▶ [WHAT YOU NEED TO DO] Word for word, write out all of the entries that follow.

[Saved entries]
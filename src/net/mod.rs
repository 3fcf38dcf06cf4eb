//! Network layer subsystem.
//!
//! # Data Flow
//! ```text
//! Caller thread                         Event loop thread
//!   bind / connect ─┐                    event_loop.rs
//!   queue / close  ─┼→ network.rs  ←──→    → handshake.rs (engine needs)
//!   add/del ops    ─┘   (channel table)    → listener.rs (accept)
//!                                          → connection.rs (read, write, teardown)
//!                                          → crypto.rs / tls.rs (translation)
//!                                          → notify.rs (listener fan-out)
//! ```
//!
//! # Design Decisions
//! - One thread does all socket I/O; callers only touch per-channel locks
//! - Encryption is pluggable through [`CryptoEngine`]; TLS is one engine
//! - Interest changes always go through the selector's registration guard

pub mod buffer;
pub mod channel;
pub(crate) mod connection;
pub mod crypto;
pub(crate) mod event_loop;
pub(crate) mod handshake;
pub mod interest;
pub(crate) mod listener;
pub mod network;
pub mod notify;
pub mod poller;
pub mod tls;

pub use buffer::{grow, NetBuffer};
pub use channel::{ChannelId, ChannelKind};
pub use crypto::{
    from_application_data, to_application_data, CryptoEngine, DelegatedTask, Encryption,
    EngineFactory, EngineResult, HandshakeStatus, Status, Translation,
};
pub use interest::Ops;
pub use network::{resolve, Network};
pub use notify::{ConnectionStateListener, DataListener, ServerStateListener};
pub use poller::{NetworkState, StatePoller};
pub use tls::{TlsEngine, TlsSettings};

▶ [RESPONSE]
filename src/net/mod.rs
repository 3fcf38dcf06cf4eb
//! Network layer subsystem.
//!
//! # Data Flow
//! ```text
//! Caller thread                         Event loop thread
//!   bind / connect ─┐                    event_loop.rs
//!   queue / close  ─┼→ network.rs  ←──→    → handshake.rs (engine needs)
//!   add/del ops    ─┘   (channel table)    → listener.rs (accept)
//!                                          → connection.rs (read, write, teardown)
//!                                          → crypto.rs / tls.rs (translation)
//!                                          → notify.rs (listener fan-out)
//! ```
//!
//! # Design Decisions
//! - One thread does all socket I/O; callers only touch per-channel locks
//! - Encryption is pluggable through [`CryptoEngine`]; TLS is one engine
//! - Interest changes always go through the selector's registration guard

pub mod buffer;
pub mod channel;
pub(crate) mod connection;
pub mod crypto;
pub(crate) mod event_loop;
pub(crate) mod handshake;
pub mod interest;
pub(crate) mod listener;
pub mod network;
pub mod notify;
pub mod poller;
pub mod tls;

pub use buffer::{grow, NetBuffer};
pub use channel::{ChannelId, ChannelKind};
pub use crypto::{
    from_application_data, to_application_data, CryptoEngine, DelegatedTask, Encryption,
    EngineFactory, EngineResult, HandshakeStatus, Status, Translation,
};
pub use interest::Ops;
pub use network::{resolve, Network};
pub use notify::{ConnectionStateListener, DataListener, ServerStateListener};
pub use poller::{NetworkState, StatePoller};
pub use tls::{TlsEngine, TlsSettings};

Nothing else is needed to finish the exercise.